Complex Technology Stack Supports Sprawling Chinese Crime Operation
Researchers with cloud security firm Infoblox have uncovered a suite of technologies used by a major Chinese crime syndicate whose tentacles reach deep into the trillion-dollar illegal online gambling environment and the high-profile world of Europe’s top soccer clubs.
In a report Monday, the researchers wrote that the bad actors behind the technology suite – who they’ve dubbed Vigorish Viper – offer a full stack of capabilities that include software, a Domain Name System (DNS) network, website hosting, mobile apps, payment systems, secure communications, branding services, and advertising, as well as an anonymous cryptocurrency payment tool that is embedded in all of their applications.

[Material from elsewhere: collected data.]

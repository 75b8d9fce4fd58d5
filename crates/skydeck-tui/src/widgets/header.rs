//! Header bar
//!
//! Page title with its subtitle on the left; theme indicator, keybinding
//! hints and the widget status strip on the right.

use ratatui::{
    buffer::Buffer,
    layout::Rect,
    style::Style,
    text::{Line, Span},
    widgets::{Block, Borders, Widget},
};

use skydeck_core::{Page, Phase, Theme, WidgetKind};

use crate::theme::{icons::IconSet, styles, Palette};

pub struct MainHeader<'a> {
    page: Page,
    theme: Theme,
    sidebar_expanded: bool,
    phases: [Phase; 4],
    palette: &'a Palette,
    icons: IconSet,
}

impl<'a> MainHeader<'a> {
    pub fn new(page: Page, theme: Theme, palette: &'a Palette, icons: IconSet) -> Self {
        Self {
            page,
            theme,
            sidebar_expanded: true,
            phases: [Phase::Idle; 4],
            palette,
            icons,
        }
    }

    pub fn sidebar_expanded(mut self, expanded: bool) -> Self {
        self.sidebar_expanded = expanded;
        self
    }

    /// Phases in `WidgetKind::ALL` order
    pub fn phases(mut self, phases: [Phase; 4]) -> Self {
        self.phases = phases;
        self
    }

    pub fn title(page: Page) -> &'static str {
        match page {
            Page::Dashboard => "Dashboard Overview",
            Page::Finance => "Finance",
            Page::Weather => "Weather",
            Page::News => "News",
        }
    }

    pub fn subtitle(page: Page) -> &'static str {
        match page {
            Page::Dashboard => "Welcome to your analytics dashboard",
            Page::Finance => "Market performance at a glance",
            Page::Weather => "Current conditions and forecast",
            Page::News => "Headlines by category",
        }
    }

    fn hints_line(&self) -> Line<'static> {
        let p = self.palette;
        let sidebar_hint = if self.sidebar_expanded {
            "collapse"
        } else {
            "expand"
        };
        let theme_label = match self.theme {
            Theme::Light => "Light",
            Theme::Dark => "Dark",
        };

        Line::from(vec![
            Span::styled(self.icons.theme(self.theme), styles::accent(p)),
            Span::styled(format!(" {theme_label}"), styles::text_primary(p)),
            Span::styled("   b", styles::keybinding(p)),
            Span::styled(format!(" {sidebar_hint}"), styles::text_muted(p)),
            Span::styled("  t", styles::keybinding(p)),
            Span::styled(" theme", styles::text_muted(p)),
            Span::styled("  q", styles::keybinding(p)),
            Span::styled(" quit ", styles::text_muted(p)),
        ])
    }

    /// Status dot per widget hosted on the current page
    fn status_line(&self) -> Line<'static> {
        let p = self.palette;
        let mut spans = Vec::new();
        for (kind, phase) in WidgetKind::ALL.iter().zip(self.phases) {
            if !self.page.widgets().contains(kind) {
                continue;
            }
            let (icon, _label, style) = styles::phase_indicator(phase, p);
            spans.push(Span::styled(icon, style));
            spans.push(Span::styled(format!(" {}  ", kind), styles::text_muted(p)));
        }
        Line::from(spans)
    }
}

impl Widget for MainHeader<'_> {
    fn render(self, area: Rect, buf: &mut Buffer) {
        let p = self.palette;
        let block = Block::default()
            .borders(Borders::BOTTOM)
            .border_style(Style::default().fg(p.border))
            .style(Style::default().bg(p.background));
        let inner = block.inner(area);
        block.render(area, buf);

        if inner.height == 0 || inner.width == 0 {
            return;
        }

        let title = Line::from(vec![
            Span::raw(" "),
            Span::styled(Self::title(self.page), styles::heading(p)),
        ]);
        let hints = self.hints_line();
        let fits = title.width() + hints.width() < inner.width as usize;
        let row = Rect::new(inner.x, inner.y, inner.width, 1);
        title.render(row, buf);
        if fits {
            hints.right_aligned().render(row, buf);
        }

        if inner.height >= 2 {
            let row = Rect::new(inner.x, inner.y + 1, inner.width, 1);
            let subtitle = Line::from(vec![
                Span::raw(" "),
                Span::styled(Self::subtitle(self.page), styles::text_muted(p)),
            ]);
            let status = self.status_line();
            let fits = subtitle.width() + status.width() < inner.width as usize;
            subtitle.render(row, buf);
            if fits {
                status.right_aligned().render(row, buf);
            }
        }
    }
}
//! Skydeck - a terminal analytics dashboard
//!
//! This is the binary entry point. All logic lives in the workspace crates.

use std::path::PathBuf;

use clap::Parser;
use skydeck_app::config::{self, Settings};
use skydeck_app::message::Message;
use skydeck_app::preferences::{
    self, FilePreferenceBackend, MemoryPreferenceBackend, PreferenceStore,
};
use skydeck_app::{AnyProvider, AppState, Engine};
use skydeck_core::prelude::*;
use skydeck_core::Theme;

/// Skydeck - a terminal analytics dashboard
#[derive(Parser, Debug)]
#[command(name = "skydeck")]
#[command(about = "A terminal analytics dashboard", long_about = None)]
struct Args {
    /// Directory holding config.toml and the stored theme preference
    #[arg(long, value_name = "DIR")]
    config_dir: Option<PathBuf>,

    /// Serve widget data from JSON fixtures in this directory
    #[arg(long, value_name = "DIR")]
    fixtures: Option<PathBuf>,

    /// Simulated latency of the built-in provider
    #[arg(long, value_name = "MS")]
    latency_ms: Option<u64>,

    /// Keep the theme preference in memory only
    #[arg(long)]
    ephemeral: bool,

    /// Set and store the theme before the first frame
    #[arg(long, value_name = "light|dark")]
    theme: Option<Theme>,
}

#[tokio::main]
async fn main() -> Result<()> {
    let args = Args::parse();

    color_eyre::install().map_err(|e| Error::terminal(e.to_string()))?;
    skydeck_core::logging::init()?;

    let config_dir = config::resolve_config_dir(args.config_dir.as_deref());
    if let Err(e) = config::init_config_dir(&config_dir) {
        warn!("Could not initialize {}: {}", config_dir.display(), e);
    }

    let mut settings = config::load_settings(&config_dir);
    apply_overrides(&mut settings, &args);
    info!("Config directory: {}", config_dir.display());

    let system = preferences::system_signal(settings.appearance.system_scheme);
    let prefs = if args.ephemeral {
        PreferenceStore::open(Box::new(MemoryPreferenceBackend::new()), system)
    } else {
        PreferenceStore::open(Box::new(FilePreferenceBackend::new(&config_dir)), system)
    };

    let provider = AnyProvider::from_settings(&settings.provider)?;
    info!("Data provider: {}", provider.name());

    let mut state = AppState::new(settings, prefs);
    if let Some(theme) = args.theme {
        skydeck_app::handler::update(&mut state, Message::SetTheme(theme));
    }

    let engine = Engine::new(state, provider);
    let result = skydeck_tui::run(engine).await;

    if let Err(ref e) = result {
        error!("Application error: {:?}", e);
    }
    info!("Skydeck exiting");
    result
}

/// Command-line flags win over `config.toml`
fn apply_overrides(settings: &mut Settings, args: &Args) {
    if let Some(dir) = &args.fixtures {
        settings.provider.kind = config::ProviderKind::Fixtures;
        settings.provider.fixtures_dir = Some(dir.clone());
    }
    if let Some(ms) = args.latency_ms {
        settings.provider.latency_ms = ms;
    }
}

It is the technology anchor for a massive, diverse, and far-reaching criminal organization that is targeting the $1.7 trillion illegal sports gambling environment, with a particular focus on citizens in China, which has a thriving $850 billion underground gambling world even though gambling is essentially illegal throughout the country.
In total, Vigorish Viper operates a huge network of more than 170,000 domain names and evades detection and law enforcement agencies through its use of DNS CNAME traffic distribution systems, according to Infoblox. A DNS CNAME record provides an alias for another domain, according to Cloudflare.
“Vigorish Viper represents one of the most sophisticated and important threats to digital security that we have discovered to date,” Renée Burton, vice president of Infoblox Threat Intel, said in a statement. “Vigorish Viper created a complex infrastructure with multiple layers of traffic distribution systems (TDSs) using DNS CNAME records and JavaScript, which makes it incredibly difficult to detect. These systems are complemented by their own encrypted communications and custom-developed applications, making their activities not only elusive but also remarkably resilient.”
The use of DNS CNAME records and JavaScript enables the bad actors to create a “series of gates to protect their systems from unwanted scrutiny,” the researchers wrote in a blog post. “They extensively fingerprint the users, including continuously monitoring mouse movements and evaluating IP addresses. There are multiple versions of the software, and the most advanced version is reserved for the Chinese brands.”
Links to Yabo
According to the report, the technology operation has been around since 2018 and was discovered by Infoblox last year. The researchers are highly confident that the Vigorish Viper technology operation was created by Yabo – also known as Yabo Sports and the Yabo Group – a shadowy Chinese organization with ties not only to online gambling but also to other illegal activities, including modern human slavery, where people, mostly Chinese residents, are held in forced labor camps along the Cambodian-Laos border, the Infoblox researchers wrote.
There they are forced to work for the gambling operations and run “pig butchering” scams, online frauds in which the bad actor creates a fake online persona to lure people into fake investment schemes. They also provide customer support for Yabo’s websites and those of other betting brands, all of which use the Vigorish Viper technologies.
“While these brands appear distinct, they operate more like the branches of a franchise,” the researchers wrote in a blog post.
Under increasing pressure by journalists and authorities in Europe, Yabo dissolved in 2022, “but the remnants of the company were essentially laundered into a series of new entities, including Kaiyun Sports, KM Gaming, Ponymuah, and SKG,” the researchers wrote. “While at face value these new companies appear independent, evidence shows they are not. Together the newly established companies make up a supply chain for Vigorish Viper to continue operations unabated and under less scrutiny.”
Using European Soccer Teams
Vigorish Viper also is deeply involved in what the researchers wrote is an ongoing controversy in European soccer. Chinese organized crime groups use the highly popular sports teams to extend the reach of their illegal gambling operations. They leverage shell companies, fake identities, and credentials to create brands that are typically represented by a “white label intermediary” to create a local presence and establish credibility.
Players wear their logos on their jerseys, or the logos are displayed around the stadium. The games are broadcast in China, with the goal of getting citizens there to visit the website and bet on the games.
“This sponsorship charade has been the subject of robust reporting by investigative journalists and watchdogs over the past several years,” the researchers wrote. “Vigorish Viper technology connects most of these stories together and places Yabo at the heart of the controversy.”
The operations involving the soccer club sponsorships are ongoing, though the UK’s Gambling Commission last year sanctioned a white label provider, TGP Europe, suspended 14 brands and their UK-related domain names. Eleven of those brands were linked to Vigorish Viper, including Yabo. Despite the UK’s actions, the various brands have new sponsorship deals with teams in France, Spain, and other European countries, and TGP Europe is still the white label provider of five of Vigorish Viper’s brands.
In addition, at least eight top teams in England have such deals with Vigorish Viper brands, they wrote.
“This work is particularly important because it connects the physical crimes of human trafficking, money laundering, and fraud, to online crime in a way that hasn’t been done before,” Burton said. “We can now see that organized crime is executing a cunning strategy that uses unwitting European clubs to fuel their criminal cycle.”